Dans un monde qui reste chez soi, Sinaïve triomphe avec la jubilation sonique et imprévisible de cet EP de 5 titres. Paradoxe Français s’ouvre sur un sample du « Corbeau » de Henri-Georges Clouzot, évoque une comptine noise où le guitariste joue des allers-retours, au médiateur, sur une même corde, pour noyer nos oreilles par un riff parfait et ultra saturé. Syndrome de Vichy se fait plus indolent avec sa guitare acoustique et sa basse moelleuse pour un texte parfait en ce dimanche matin, « Aujourd’hui, je ne fous rien du tout / Je suis vaporeux / De quoi me parlez vous ». Eternel Retour est la lettre d’amour à Strasbourg, ville d’origine de Sinaïve, dernier titre nerveux qui enchaine sur une dernière ballade, Avec Elle, tranquille, Shoegaze et absolument parfaite.
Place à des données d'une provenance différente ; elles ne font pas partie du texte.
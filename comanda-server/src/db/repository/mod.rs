//! Repository Module
//!
//! CRUD operations over the embedded SurrealDB instance, one
//! repository per entity.

// Catalog
pub mod product;

// Location
pub mod dining_table;

// Orders
pub mod invoice;
pub mod order;

// Re-exports
pub use dining_table::DiningTableRepository;
pub use invoice::InvoiceRepository;
pub use order::OrderRepository;
pub use product::ProductRepository;

use surrealdb::engine::local::Db;
use surrealdb::{RecordId, Surreal};
use thiserror::Error;

/// Repository error types
#[derive(Debug, Error)]
pub enum RepoError {
    #[error("Not found: {0}")]
    NotFound(String),

    #[error("Duplicate: {0}")]
    Duplicate(String),

    #[error("Database error: {0}")]
    Database(String),

    #[error("Validation error: {0}")]
    Validation(String),
}

impl From<surrealdb::Error> for RepoError {
    fn from(err: surrealdb::Error) -> Self {
        RepoError::Database(err.to_string())
    }
}

/// Result type for repository operations
pub type RepoResult<T> = Result<T, RepoError>;

// =============================================================================
// ID Convention: 全栈统一使用 "table:id" 格式
// =============================================================================
//
// 记录键由 shared::snowflake_id() 生成（毫秒时间戳 + 随机位），
// 引用字段存储为 "table:id" 字符串，查询时绑定同样的字符串形式。

/// Mint a fresh record id for the given table
pub(crate) fn new_record_id(table: &str) -> RecordId {
    RecordId::from_table_key(table, shared::snowflake_id())
}

/// Parse a "table:id" string into a RecordId
pub(crate) fn parse_record_id(id: &str) -> RepoResult<RecordId> {
    id.parse()
        .map_err(|_| RepoError::Validation(format!("Invalid ID: {}", id)))
}

/// Base repository with database reference
#[derive(Clone)]
pub struct BaseRepository {
    db: Surreal<Db>,
}

impl BaseRepository {
    pub fn new(db: Surreal<Db>) -> Self {
        Self { db }
    }

    pub fn db(&self) -> &Surreal<Db> {
        &self.db
    }
}
//! Logging Infrastructure
//!
//! Structured logging setup with support for both development and
//! production environments.

use std::path::Path;

/// Initialize the logger
pub fn init_logger() {
    init_logger_with_file(None, None);
}

/// Initialize the logger with optional daily-rotated file output
pub fn init_logger_with_file(log_level: Option<&str>, log_dir: Option<&str>) {
    let level = log_level.unwrap_or("info");

    let subscriber = tracing_subscriber::fmt()
        .with_max_level(level.parse().unwrap_or(tracing::Level::INFO))
        .with_file(false)
        .with_line_number(false)
        .with_thread_ids(false)
        .with_target(false);

    if let Some(dir) = log_dir {
        let log_path = Path::new(dir);
        if log_path.exists()
            && let Some(dir_str) = log_path.to_str()
        {
            let file_appender = tracing_appender::rolling::daily(dir_str, "comanda-server");
            subscriber.with_writer(file_appender).init();
            return;
        }
    }

    subscriber.init();
}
5 titres seulement et puis cette musique s’arrête comme elle démarre, sur une promesse largement tenue et une envie immédiate de les voir en concert. Il faudra probablement attendre 2021 ou 2022 pour qu’une telle chose arrive, même si j’imagine déjà la soirée. Nous sommes où déjà ? Le Petit Bain ? Le Supersonic ? Je tiens une pinte de bière à la main. Le groupe arrive sur scène. La guitare électrique démarre au quart de tour. On entend les cris de la foule hystérique filmée par Clouzot. La boite à rythme est enclenchée et tout le monde hoche déjà la tête. Comment s’appelle le morceau déjà ?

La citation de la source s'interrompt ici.